You can’t drive that thing in a funeral procession.”
He knew she was right. He gave her one baleful
look, left, and returned in possession
of a four-door Dodge, black, practical as nails.
Grandfather hated that car until the day he died.
Is there anything more critical and cutting to be said about a person than he or she is joyless? Much better to live the way the short-story writer Katrina Mayer described one of her characters: “She found joy and wonder in every little thing. And joy and wonder always found her.”
Maybe what will make your heart leap isn’t a tomato-red Lincoln with a vanity horn, maybe it isn’t even something you can purchase – and that is even better – but here are a few thoughts to ponder:
If you can’t embrace the life God offers in this world, what makes you think you will be drawn toward the life God offers in the next?
What if affirming life in this world is training for accepting life in the next!
If you spend all your life in this life turning down and turning away from the life God has beautifully woven into the fabric of creation, how will you ever know how to say yes to the life to come?

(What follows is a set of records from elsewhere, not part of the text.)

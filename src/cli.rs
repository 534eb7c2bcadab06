//! Command-line interface for w96box.
//!
//! The launcher is a windowed application with no real CLI surface; the
//! flags here only tune where state lives and how loudly we log.

use clap::Parser;
use std::path::PathBuf;

/// w96box - launcher for isolated Windows 96 browser profiles
#[derive(Parser)]
#[command(name = "w96box")]
#[command(author, version, about, long_about = None)]
pub struct Cli {
    /// Override the application-data root (registry, settings, profile storage)
    #[arg(long, value_name = "DIR")]
    pub data_dir: Option<PathBuf>,

    /// Log level: off, error, warn, info, debug, trace
    #[arg(long, value_name = "LEVEL")]
    pub log_level: Option<String>,
}

/// Runtime options passed from CLI to the application.
#[derive(Clone, Debug, Default)]
pub struct RuntimeOptions {
    /// Application-data root override.
    pub data_dir: Option<PathBuf>,
    /// Log level from `--log-level` (highest precedence, over `RUST_LOG`).
    pub log_level: Option<log::LevelFilter>,
}

/// Process CLI arguments. `--help`/`--version` exit inside clap.
pub fn process_cli() -> RuntimeOptions {
    let cli = Cli::parse();

    let log_level = cli.log_level.as_deref().map(|raw| {
        raw.parse::<log::LevelFilter>().unwrap_or_else(|_| {
            eprintln!("w96box: unknown log level '{raw}', using 'info'");
            log::LevelFilter::Info
        })
    });

    RuntimeOptions {
        data_dir: cli.data_dir,
        log_level,
    }
}

#[cfg(test)]
mod tests {
    use super::*;
    use clap::CommandFactory;

    #[test]
    fn cli_definition_is_consistent() {
        Cli::command().debug_assert();
    }
}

Jesus wanted his followers to have the complete sense of joy he had. Did you know all the fuddy-duddy, kill-joy religious types in Jesus’ day accused him of being a glutton and a drunkard? It is right there in the bible. Apparently Jesus just had a lot more fun than they thought was appropriate. But, as our choir is fond of singing, Jesus was the Lord of the Dance and with him the dance went on. He just kept honking his horn – “Shave-and-a-Haircut, Two Bits” – while the most learned and religious people of the day went on decapitating strawberries with scorn until they could nail him to a Cross.
No wonder Jesus, on the night before he is to die, prays his followers we might live differently than the ‘religious’ people of the day; that they might come to find joy in this life. Having this life/this joy, according to the Apostle John, is a sure and certain sign you have Jesus.
I believe joy is something we receive as a gift. St. Paul says it is one of the fruits of the Spirit’s life within you. Happiness comes from several sources: from special relationships (like being with your grandchildren), from enjoyable things (such as a tomato-red convertible), and from agreeable situations (perhaps relaxing on the beach while reading a good book). If you are happy and I ask you why, chances are you can tell me specifically why. Joy is different. It is more inexplicable. It just seems to well up within us, doesn’t it! And it abides through thick and thin. There will be times when grandchildren won’t go to bed, the sporty car springs a leak, and ocean winds blow sand in your eyes. But you can be a single mother of five and scarcely getting by yet still be filled with joy because joy is not necessarily dependent on what is happening at the moment.
Why do you think Jesus does not pray we might be happy, but rather prays his joy may be made complete in us? If joy is not something we work to find, but rather receive as a gift, what implications does this hold for you? Do you sense you live and move and have your being in this world filled with a sense of joy? If so, why? And if not, why not?